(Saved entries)
·····
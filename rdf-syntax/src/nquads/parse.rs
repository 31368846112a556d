//! N-Quads grammar and AST construction (spec §4.2): N-Triples extended
//! with an optional graph label.
//!
//! ```text
//! nquadsDoc  ::= statement? (EOL statement?)*
//! statement  ::= subject predicate object graphLabel? '.'
//! graphLabel ::= IRIREF | BLANK_NODE_LABEL
//! ```

use super::ast::{Document, GraphLabel, Quad};
use crate::config::ParserConfig;
use crate::error::{Error, PResult, Result};
use crate::lex::{NT_EOL, NT_WS};
use crate::ntriples::parse::{blank_node, iri_ref, object, predicate, subject};
use crate::util::parse_regex;
use nom::branch::alt;
use nom::bytes::complete::tag;
use nom::combinator::{map, opt};
use nom::Err as NomErr;

/// Parses a complete N-Quads document.
pub fn parse_document(text: &str, config: &ParserConfig) -> Result<Document> {
    let mut rest = text;
    let mut quads = Vec::new();

    let (r, _) = leading_ws(rest).map_err(to_owned_err)?;
    rest = r;
    while !rest.is_empty() {
        match statement(rest, config) {
            Ok((r, q)) => {
                quads.push(q);
                rest = r;
            }
            Err(e) => return Err(to_owned_err(e)),
        }
        let (r, _) = eol_or_end(rest).map_err(to_owned_err)?;
        rest = r;
    }
    Ok(Document(quads))
}

fn to_owned_err(e: NomErr<Error>) -> Error {
    match e {
        NomErr::Error(err) | NomErr::Failure(err) => err,
        NomErr::Incomplete(_) => Error::syntax("", "more input"),
    }
}

fn leading_ws(i: &str) -> PResult<&str> {
    map(opt(parse_regex(&NT_EOL, "end of line")), |_| ())(i).map(|(r, _)| (r, ""))
}

fn eol_or_end(i: &str) -> PResult<&str> {
    if i.is_empty() {
        return Ok((i, ""));
    }
    parse_regex(&NT_EOL, "end of line")(i)
}

fn ws1(i: &str) -> PResult<&str> {
    parse_regex(&NT_WS, "whitespace")(i)
}

fn ws0(i: &str) -> PResult<&str> {
    Ok(match parse_regex(&NT_WS, "whitespace")(i) {
        Ok(ok) => ok,
        Err(_) => (i, ""),
    })
}

/// Parses one `statement ::= subject predicate object graphLabel? '.'`.
fn statement<'a>(i: &'a str, config: &ParserConfig) -> PResult<'a, Quad> {
    let (i, s) = subject(i, config)?;
    let (i, _) = ws1(i)?;
    let (i, p) = predicate(i, config)?;
    let (i, _) = ws1(i)?;
    let (i, o) = object(i, config)?;
    let (i, _) = ws0(i)?;
    let (i, g) = opt(|i| graph_label(i, config))(i)?;
    let (i, _) = ws0(i)?;
    let (i, _) = tag(".")(i)?;
    Ok((
        i,
        Quad {
            subject: s,
            predicate: p,
            object: o,
            graph: g,
        },
    ))
}

fn graph_label<'a>(i: &'a str, config: &ParserConfig) -> PResult<'a, GraphLabel> {
    alt((
        map(|i| iri_ref(i, config), GraphLabel::Iri),
        map(blank_node, GraphLabel::BlankNode),
    ))(i)
}

#[cfg(test)]
mod test {
    use super::*;
    use crate::ntriples::IriRef;

    #[test]
    fn quad_with_graph_label() {
        let cfg = ParserConfig::new();
        let doc = parse_document(
            "<http://a/s> <http://a/p> <http://a/o> <http://a/g> .\n",
            &cfg,
        )
        .unwrap();
        assert_eq!(doc.0.len(), 1);
        assert_eq!(doc.0[0].graph, Some(GraphLabel::Iri(IriRef::new("http://a/g"))));
    }

    #[test]
    fn quad_without_graph_label_is_default_graph() {
        let cfg = ParserConfig::new();
        let doc = parse_document("<http://a/s> <http://a/p> <http://a/o> .\n", &cfg).unwrap();
        assert_eq!(doc.0[0].graph, None);
    }

    #[test]
    fn multiple_quads_mixed_graphs() {
        let cfg = ParserConfig::new();
        let doc = parse_document(
            "<http://a/s> <http://a/p> <http://a/o> .\n<http://a/s> <http://a/p> <http://a/o> <http://a/g> .\n",
            &cfg,
        )
        .unwrap();
        assert_eq!(doc.0.len(), 2);
        assert_eq!(doc.0[0].graph, None);
        assert!(doc.0[1].graph.is_some());
    }
}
·····
▸ **What you are asked to do**
Your job is to copy out every line from the records above that has the word "NomErr".

▸ **Answer area**
use nom::Err as NomErr;
fn to_owned_err(e: NomErr<Error>) -> Error {
        NomErr::Error(err) | NomErr::Failure(err) => err,
        NomErr::Incomplete(_) => Error::syntax("", "more input"),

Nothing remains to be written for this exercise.